Well, when i bring out the page with the drop down list it was able to display 
all tutors' names from "tutor_name" column. Anyway here's a review of my code
(snip) again before i continue:
-------------------------------------------------------------------------------
<snip>
$sql = "INSERT INTO class (class_code, tutor_name, edu_level, timetable_day,   
timetable_time)
        VALUES
('$class_code','$tutor_name','$edu_level','$timetable_day','$timetable_time')";


<?//retrieve data from DB & display in dynamic drop down ?>

<SELECT class="textarea" name="tutor_name" />
<?


$sql = mysql_query("SELECT DISTINCT tutor_name FROM tutor ");
while ($row = mysql_fetch_array($sql))
{
 print "<OPTION VALUE=\"$tutor_name\" SELECTED>" .$row
["tutor_name"]. "</option>";
 }
 $result = $db->query($sql);

?>
</select>

<?

while($selected_tutor_name == $tutor_name)
echo $_POST["tutor_name"];

?>

</snip>

-------------------------------------------------------------------------------

so when i submit the form, i am suppose to echo the values i have entered into 
the field and then INSERT the values into DB (Queries stated above).
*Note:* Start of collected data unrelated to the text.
//! Runs in its own test binary because it installs the global logger.

use std::sync::Mutex;

use image::{GrayImage, Luma, Rgb, RgbImage};
use log::{Level, LevelFilter, Log, Metadata, Record};
use rusty_grid::{ImageEditor, Pixel};

struct CaptureLogger {
    warnings: Mutex<Vec<String>>,
}

impl Log for CaptureLogger {
    fn enabled(&self, metadata: &Metadata<'_>) -> bool {
        metadata.level() <= Level::Warn
    }

    fn log(&self, record: &Record<'_>) {
        if self.enabled(record.metadata()) {
            if let Ok(mut warnings) = self.warnings.lock() {
                warnings.push(record.args().to_string());
            }
        }
    }

    fn flush(&self) {}
}

static LOGGER: CaptureLogger = CaptureLogger {
    warnings: Mutex::new(Vec::new()),
};

fn take_warnings() -> Vec<String> {
    std::mem::take(&mut *LOGGER.warnings.lock().expect("logger lock"))
}

#[test]
fn test_non_rgb_source_warns_on_load() {
    log::set_logger(&LOGGER).expect("first logger in this binary");
    log::set_max_level(LevelFilter::Warn);
    let dir = tempfile::tempdir().expect("tempdir");

    let rgb_path = dir.path().join("rgb.png");
    RgbImage::from_pixel(2, 2, Rgb([1, 2, 3]))
        .save(&rgb_path)
        .expect("write fixture");
    ImageEditor::open(&rgb_path).expect("load rgb");
    assert!(take_warnings().is_empty());

    let gray_path = dir.path().join("gray.png");
    GrayImage::from_pixel(2, 2, Luma([40]))
        .save(&gray_path)
        .expect("write fixture");
    let editor = ImageEditor::open(&gray_path).expect("load gray");
    assert_eq!(editor.grid().pixel(1, 1), Pixel::new(40, 40, 40));

    let warnings = take_warnings();
    assert_eq!(warnings.len(), 1, "{warnings:?}");
    assert!(warnings[0].contains("gray.png"), "{}", warnings[0]);
    assert!(warnings[0].contains("L8"), "{}", warnings[0]);
}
However i 
was able to echo all other values eg. class_code, edu_level, etc...but 
not "tutor_name"....same thing happen when i do an INSERT, all other values 
are inserted into DB but not $tutor_name....why is this so???Really need some 
help here...Anyway i have already specify a name to be reference :

<SELECT class="textarea" name="tutor_name" >

and then I also did an echo of "tutor_name" being selected:

while($selected_tutor_name == $tutor_name)
echo $_POST["tutor_name"];

All help are greatly appreciated =)

Irin.

-------------------------------------------------------------------------------
On Tue, 23 Dec 2003 16:00:04 -0500, "Aleks @ USA.net" <aleks.k@xxxxxxx> wrote:
-------------------------------------------------------------------------------
Hi, 

I am looking at your code and have a question, in your code you have 

print "<OPTION VALUE=\"$tutor_name\" SELECTED>" .$row ["tutor_name"]. 
"</option>"; 

Doesn't the SELECTED piece mark everything listed as selected?? When you 
bring up the page with the drop down list and open the source, what does it 
show?? 

I handle this  a little differently, I create my drop down list as follows: 

=================== Code used ============================================ 

// First I retrieve all customer information 

$BB = mysql_query("SELECT * FROM customer ORDER BY CID "); 



// Then I create the drop down list 

<SELECT style="WIDTH: 410px" size=1 name="Customer"> 


<? 
 // Creates the Customer dropdown with the $id number 
   while ($Site = mysql_fetch_array($BB)) 
  { 
    $Sid = $Site["CID"]; 
    $Sname = htmlspecialchars($Site["Customer"]); 
    $SCity = htmlspecialchars($Site["City"]); 
    $SState = htmlspecialchars($Site["State"]); 
    $SCountry = htmlspecialchars($Site["Country"]); 


        if($Sid == $Customer) 
        { $add = ' selected'; } else { $add = ''; } 
  
    echo("<option value='$Sid'$add>$Sname &nbsp;&nbsp;&nbsp; $SCity 
&nbsp;&nbsp;&nbsp; $SState &nbsp;&nbsp;&nbsp; $SCountry </option>\n");   

  } 
  
?> 

</select> 

=================== Code used ============================================ 

This will create a drop down list where the value of the option is the sites 
ID. In another part of this form, if there is a value set for $Customer, 
then it will set the $add to selected. This will then make the drop down 
list auto select the customer. 

The code above is passed to another form for processing and is were the 
insert data occurs. Using this method I can echo the form data easily.... 

Hope this helps... 

Aleks 



-----Original Message----- 
From: irinchiang@xxxxxxxxxxxxxxxxx [mailto:irinchiang@xxxxxxxxxxxxxxxxx] 
Sent: Tuesday, December 23, 2003 4:33 AM 
To: David Robley 
Cc: php-db@xxxxxxxxxxxxx 
Subject: Re:  Re: Display Mysql Result in drop down list 

Hi: 

then now i'm trying to select a value from the drop down list, echo the 
value i have selected and lastly INSERT the value into DB with the following 
: 
Below's a snippet of code: 

<snip> 
//retrieve all "tutor_name" from DB and display in drop down list 

<SELECT class="textarea" name="tutor_name" /> <? 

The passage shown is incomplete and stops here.